▶ **EXERCISE MATERIALS**
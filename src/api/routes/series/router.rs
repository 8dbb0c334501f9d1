//! Router for the series API

use std::sync::{Arc, RwLock};

use axum::{
    Json, Router,
    extract::{Path, State},
    routing::post,
};

use super::public::FollowResponse;
use crate::api::auth::CurrentUser;
use crate::api::public::ApiError;
use crate::api::state::AppState;
use crate::favorites::{FavoriteKind, db as favorites_db};

type SharedState = Arc<RwLock<AppState>>;

async fn write_follow(
    state: SharedState,
    user: &str,
    id: &str,
    desired: Option<bool>,
) -> Result<Json<FollowResponse>, ApiError> {
    let db = state.read().expect("Unable to read share state").db.clone();
    let following = match desired {
        Some(on) => favorites_db::set_membership(&db, FavoriteKind::Series, user, id, on).await?,
        None => favorites_db::toggle_membership(&db, FavoriteKind::Series, user, id).await?,
    }
    .ok_or_else(|| ApiError::not_found("Series not found"))?;
    Ok(Json(FollowResponse { following }))
}

// Follow toggle endpoint
async fn toggle_follow(
    State(state): State<SharedState>,
    CurrentUser(user): CurrentUser,
    Path(id): Path<String>,
) -> Result<Json<FollowResponse>, ApiError> {
    write_follow(state, &user, &id, None).await
}

async fn follow(
    State(state): State<SharedState>,
    CurrentUser(user): CurrentUser,
    Path(id): Path<String>,
) -> Result<Json<FollowResponse>, ApiError> {
    write_follow(state, &user, &id, Some(true)).await
}

async fn unfollow(
    State(state): State<SharedState>,
    CurrentUser(user): CurrentUser,
    Path(id): Path<String>,
) -> Result<Json<FollowResponse>, ApiError> {
    write_follow(state, &user, &id, Some(false)).await
}

/// Create the series router
pub fn router() -> Router<SharedState> {
    Router::new().route(
        "/{id}/follow",
        post(toggle_follow).put(follow).delete(unfollow),
    )
}
//! Membership rows for favorites, stars, and follows
use std::collections::HashSet;

use anyhow::{Error, Result};
use chrono::Utc;
use tokio_rusqlite::Connection;

use super::FavoriteKind;
use crate::core::db::to_db_timestamp;

/// Flip membership. Returns the resulting state, or `None` when the
/// entity does not exist.
pub async fn toggle_membership(
    db: &Connection,
    kind: FavoriteKind,
    user_id: &str,
    entity_id: &str,
) -> Result<Option<bool>, Error> {
    write(db, kind, user_id, entity_id, None).await
}

/// Set membership to `on`. Idempotent.
pub async fn set_membership(
    db: &Connection,
    kind: FavoriteKind,
    user_id: &str,
    entity_id: &str,
    on: bool,
) -> Result<Option<bool>, Error> {
    write(db, kind, user_id, entity_id, Some(on)).await
}

async fn write(
    db: &Connection,
    kind: FavoriteKind,
    user_id: &str,
    entity_id: &str,
    desired: Option<bool>,
) -> Result<Option<bool>, Error> {
    let user_id = user_id.to_owned();
    let entity_id = entity_id.to_owned();
    let now = to_db_timestamp(&Utc::now());
    let result = db
        .call(move |conn| {
            // Read and write under one transaction so concurrent toggles
            // for the same row serialize
            let tx = conn.transaction()?;
            let result = write_membership(&tx, kind, &user_id, &entity_id, desired, &now)?;
            tx.commit()?;
            Ok(result)
        })
        .await?;
    Ok(result)
}

fn write_membership(
    conn: &rusqlite::Connection,
    kind: FavoriteKind,
    user_id: &str,
    entity_id: &str,
    desired: Option<bool>,
    now: &str,
) -> rusqlite::Result<Option<bool>> {
    let exists: bool = conn.query_row(
        &format!(
            "SELECT EXISTS(SELECT 1 FROM {} WHERE id = ?1)",
            kind.entity_table()
        ),
        [entity_id],
        |row| row.get(0),
    )?;
    if !exists {
        return Ok(None);
    }

    let current: bool = conn.query_row(
        &format!(
            "SELECT EXISTS(SELECT 1 FROM {} WHERE user_id = ?1 AND {} = ?2)",
            kind.table(),
            kind.entity_column()
        ),
        [user_id, entity_id],
        |row| row.get(0),
    )?;

    let next = desired.unwrap_or(!current);
    if next && !current {
        conn.execute(
            &format!(
                "INSERT OR IGNORE INTO {} (user_id, {}) VALUES (?1, ?2)",
                kind.table(),
                kind.entity_column()
            ),
            [user_id, entity_id],
        )?;
        if kind == FavoriteKind::Event {
            follow_current_series(conn, user_id, entity_id, now)?;
        }
    } else if !next && current {
        conn.execute(
            &format!(
                "DELETE FROM {} WHERE user_id = ?1 AND {} = ?2",
                kind.table(),
                kind.entity_column()
            ),
            [user_id, entity_id],
        )?;
    }

    tracing::debug!(
        "{} {} for {}: {} -> {}",
        kind.label(),
        entity_id,
        user_id,
        current,
        next
    );
    Ok(Some(next))
}

/// Starring an occurrence of a series that has not ended yet also
/// follows the series.
fn follow_current_series(
    conn: &rusqlite::Connection,
    user_id: &str,
    event_id: &str,
    now: &str,
) -> rusqlite::Result<()> {
    let followed = conn.execute(
        r"
        INSERT OR IGNORE INTO series_follow (user_id, series_id)
        SELECT ?1, e.series_id FROM event e
        WHERE e.id = ?2
          AND e.series_id IS NOT NULL
          AND COALESCE(e.ends_at, e.starts_at) >= ?3
        ",
        [user_id, event_id, now],
    )?;
    if followed > 0 {
        tracing::debug!("Auto-followed series of event {} for {}", event_id, user_id);
    }
    Ok(())
}

pub async fn is_member(
    db: &Connection,
    kind: FavoriteKind,
    user_id: &str,
    entity_id: &str,
) -> Result<bool, Error> {
    let user_id = user_id.to_owned();
    let entity_id = entity_id.to_owned();
    let result = db
        .call(move |conn| {
            let found: bool = conn.query_row(
                &format!(
                    "SELECT EXISTS(SELECT 1 FROM {} WHERE user_id = ?1 AND {} = ?2)",
                    kind.table(),
                    kind.entity_column()
                ),
                [&user_id, &entity_id],
                |row| row.get(0),
            )?;
            Ok(found)
        })
        .await?;
    Ok(result)
}

/// Ids of every entity of `kind` the user has saved.
pub async fn member_ids(
    db: &Connection,
    kind: FavoriteKind,
    user_id: &str,
) -> Result<HashSet<String>, Error> {
    let user_id = user_id.to_owned();
    let ids = db
        .call(move |conn| {
            let mut stmt = conn.prepare(&format!(
                "SELECT {} FROM {} WHERE user_id = ?1",
                kind.entity_column(),
                kind.table()
            ))?;
            let ids = stmt
                .query_map([&user_id], |row| row.get::<_, String>(0))?
                .filter_map(Result::ok)
                .collect::<HashSet<_>>();
            Ok(ids)
        })
        .await?;
    Ok(ids)
}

▶ **WHAT TO PRODUCE**
Which lines of the data contain "SELECT"? Copy them all.

▶ **ANSWER FOR THE TASK**
            "SELECT EXISTS(SELECT 1 FROM {} WHERE id = ?1)",
            "SELECT EXISTS(SELECT 1 FROM {} WHERE user_id = ?1 AND {} = ?2)",
        SELECT ?1, e.series_id FROM event e
                    "SELECT EXISTS(SELECT 1 FROM {} WHERE user_id = ?1 AND {} = ?2)",
                "SELECT {} FROM {} WHERE user_id = ?1",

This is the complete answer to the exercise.